The problem →
Only one range belongs in the answer: the line holding "let (epoch_ms, origin)" through the last line of the records, reproduced as is.

:: Task input

//! Cross-platform time helpers for native and WASM targets

use race_arena_core::Clock;
pub use std::time::Duration;

/// Sleep for a duration.
///
/// On native platforms, uses `tokio::time::sleep`.
/// On WASM, uses `gloo_timers::future::sleep`.
#[cfg(not(target_arch = "wasm32"))]
pub async fn sleep(duration: Duration) {
    tokio::time::sleep(duration).await;
}

#[cfg(target_arch = "wasm32")]
pub async fn sleep(duration: Duration) {
    gloo_timers::future::sleep(duration).await;
}

/// Create an interval that ticks at the given duration.
///
/// On native platforms, uses `tokio::time::interval`.
/// On WASM, uses a custom implementation with gloo_timers.
#[cfg(not(target_arch = "wasm32"))]
pub fn interval(period: Duration) -> tokio::time::Interval {
    tokio::time::interval(period)
}

/// WASM-compatible interval
#[cfg(target_arch = "wasm32")]
pub struct Interval {
    period: Duration,
}

#[cfg(target_arch = "wasm32")]
impl Interval {
    pub async fn tick(&mut self) {
        gloo_timers::future::sleep(self.period).await;
    }
}

#[cfg(target_arch = "wasm32")]
pub fn interval(period: Duration) -> Interval {
    Interval { period }
}

/// Wall clock for the runtime.
///
/// On native platforms the epoch time is read once and then advanced by the
/// runtime's monotonic clock, so race time stays consistent with the timers
/// that drive ticks (including paused time in tests).
#[derive(Debug, Clone, Copy, Default)]
pub struct RuntimeClock;

#[cfg(not(target_arch = "wasm32"))]
impl Clock for RuntimeClock {
    fn now_ms(&self) -> u64 {
        use std::sync::OnceLock;
        static ANCHOR: OnceLock<(u64, tokio::time::Instant)> = OnceLock::new();
        let (epoch_ms, origin) =
            ANCHOR.get_or_init(|| (race_arena_core::now_ms(), tokio::time::Instant::now()));
        let now = tokio::time::Instant::now();
        // Paused runtimes may sit behind the anchor.
        if now >= *origin {
            epoch_ms + (now - *origin).as_millis() as u64
        } else {
            epoch_ms.saturating_sub((*origin - now).as_millis() as u64)
        }
    }
}

#[cfg(target_arch = "wasm32")]
impl Clock for RuntimeClock {
    fn now_ms(&self) -> u64 {
        js_sys::Date::now() as u64
    }
}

::::

Result below →
        let (epoch_ms, origin) =
            ANCHOR.get_or_init(|| (race_arena_core::now_ms(), tokio::time::Instant::now()));
        let now = tokio::time::Instant::now();
        // Paused runtimes may sit behind the anchor.
        if now >= *origin {
            epoch_ms + (now - *origin).as_millis() as u64
        } else {
            epoch_ms.saturating_sub((*origin - now).as_millis() as u64)
        }
    }
}

#[cfg(target_arch = "wasm32")]
impl Clock for RuntimeClock {
    fn now_ms(&self) -> u64 {
        js_sys::Date::now() as u64
    }
}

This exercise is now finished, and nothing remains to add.